Just look at the win probability chart for that game.
Detroit’s win expectancy went from 93 percent when Ortiz stepped to the plate and plummeted to 47 percent after he circled the bases, even if the chance the Sox were going to lose that game after that home run was really closer to zero percent.
It was a day for thrilling comebacks all across New England, as the Patriots had defeated the New Orleans Saints 30-27 earlier that day on a 17-yard touchdown pass from Tom Brady to Kenbrell Thompkins with five seconds remaining in regulation.
Back to baseball. Later in that same ALCS, Victorino joined in on the fun with a seventh-inning grand slam in game six that effectively won the game and the series for the Red Sox.
Here’s hoping that five years later the Red Sox have a few more epic grand slams, or at least finish the season the same way that 2013 squad did.
Oh yes, we’re still on that J.D. Martinez ish.
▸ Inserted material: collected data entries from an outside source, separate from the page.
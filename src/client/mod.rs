//! Client contract shared by both backends.
//!
//! # Components
//!
//! | Type | Description |
//! |------|-------------|
//! | [`WebSocket`] | Operations every backend implements |
//! | [`SocketEvents`] | Open/message/error/close subscriber lists |
//! | [`BackendKind`] | Which backend an instance runs on |
//! | [`NativeSocket`] | In-process backend over tokio-tungstenite |
//!
//! The bridge backend lives in [`crate::bridge`].

// ============================================================================
// Submodules
// ============================================================================

/// Event subscriber lists.
pub mod events;

/// Native backend adapter.
#[cfg(not(target_arch = "wasm32"))]
pub mod native;

// ============================================================================
// Imports
// ============================================================================

use std::fmt;

use serde::{Deserialize, Serialize};

use crate::error::Result;
use crate::identifiers::SubscriptionId;
use crate::protocol::{CloseCode, ConnectionState};

// ============================================================================
// Re-exports
// ============================================================================

pub use events::SocketEvents;
#[cfg(not(target_arch = "wasm32"))]
pub use native::NativeSocket;

// ============================================================================
// BackendKind
// ============================================================================

/// Backend an instance runs on.
#[derive(Debug, Clone, Copy, PartialEq, Eq, Hash, Serialize, Deserialize)]
pub enum BackendKind {
    /// Socket owned by this process.
    Native,
    /// Socket owned by the host, reached through a foreign bridge.
    Bridge,
}

impl fmt::Display for BackendKind {
    fn fmt(&self, f: &mut fmt::Formatter<'_>) -> fmt::Result {
        match self {
            Self::Native => f.write_str("native"),
            Self::Bridge => f.write_str("bridge"),
        }
    }
}

// ============================================================================
// WebSocket
// ============================================================================

/// WebSocket client contract.
///
/// Every call is a non-blocking request: it validates the current state,
/// hands work to the backend and returns. Completion is reported through
/// [`SocketEvents`]; failures detected before handing off are returned
/// synchronously.
pub trait WebSocket: Send + Sync {
    /// Opens the connection.
    ///
    /// # Errors
    ///
    /// - `AlreadyConnectedOrConnecting` unless the state is `Closed`
    /// - unexpected error if the backend rejects the request
    fn connect(&self) -> Result<()>;

    /// Requests a close handshake with a status code and optional reason.
    ///
    /// The state becomes `Closing`; `Closed` follows with the close event.
    ///
    /// # Errors
    ///
    /// - `AlreadyClosing` / `AlreadyClosed` when a close already happened
    /// - `InvalidCloseArgument` for a reserved code or a reason over 123 bytes
    fn close(&self, code: CloseCode, reason: Option<&str>) -> Result<()>;

    /// Sends a binary message.
    ///
    /// # Errors
    ///
    /// `NotOpen` unless the state is `Open`. Nothing is queued.
    fn send(&self, data: &[u8]) -> Result<()>;

    /// Sends a text message.
    ///
    /// # Errors
    ///
    /// `NotOpen` unless the state is `Open`. Nothing is queued.
    fn send_text(&self, text: &str) -> Result<()>;

    /// Returns the current state. Never fails.
    fn state(&self) -> ConnectionState;

    /// Returns `true` once open or message activity was seen, until the
    /// next close.
    fn is_alive(&self) -> bool;

    /// Returns the subscriber lists.
    fn events(&self) -> &SocketEvents;

    /// Returns the backend this instance runs on.
    fn backend(&self) -> BackendKind;

    /// Closes with [`CloseCode::Normal`] and no reason.
    fn close_normal(&self) -> Result<()> {
        self.close(CloseCode::Normal, None)
    }
}

// ============================================================================
// Subscription shortcuts
// ============================================================================

impl dyn WebSocket {
    /// Subscribes to the open event.
    pub fn on_open(&self, handler: impl Fn() + Send + Sync + 'static) -> SubscriptionId {
        self.events().on_open(handler)
    }

    /// Subscribes to received messages.
    pub fn on_message(&self, handler: impl Fn(&[u8]) + Send + Sync + 'static) -> SubscriptionId {
        self.events().on_message(handler)
    }

    /// Subscribes to error reports.
    pub fn on_error(&self, handler: impl Fn(&str) + Send + Sync + 'static) -> SubscriptionId {
        self.events().on_error(handler)
    }

    /// Subscribes to the close event.
    pub fn on_close(&self, handler: impl Fn(CloseCode) + Send + Sync + 'static) -> SubscriptionId {
        self.events().on_close(handler)
    }

    /// Removes a subscription.
    pub fn unsubscribe(&self, id: SubscriptionId) -> bool {
        self.events().unsubscribe(id)
    }
}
The newest Red Sox is slated to enter the lineup next week. (Jason Mastrodonato; Boston Herald)
Its going to be in the middle of the order, but where should J.D. Martinez land specifically? (Alex Speier; Boston Globe)
With Martinez in the fold, the Red Sox are clearly World Series contenders, but for how long? (Brett Cowett; BP Boston)
Speaking of Martinez, what if I told you the long wait to sign players didn’t have a negative affect on salaries after all? (Craig Edwards; FanGraphs)
Some people display baseballs, trophies or game-worn jerseys. Tyler Thornburg has the rib he had taken out out for all to see at his parents’ house. (Christopher Smith: MassLive)
The Effectively Wild podcast is seeing red today, as Ben Lindbergh and Jeff Sullivan preview the Red Sox and the Reds of Cincinnati. If you are not already a fan of this podcast, give it a listen. Its a great and detailed look at the game we all care about. (Ben Lindbergh; FanGraphs)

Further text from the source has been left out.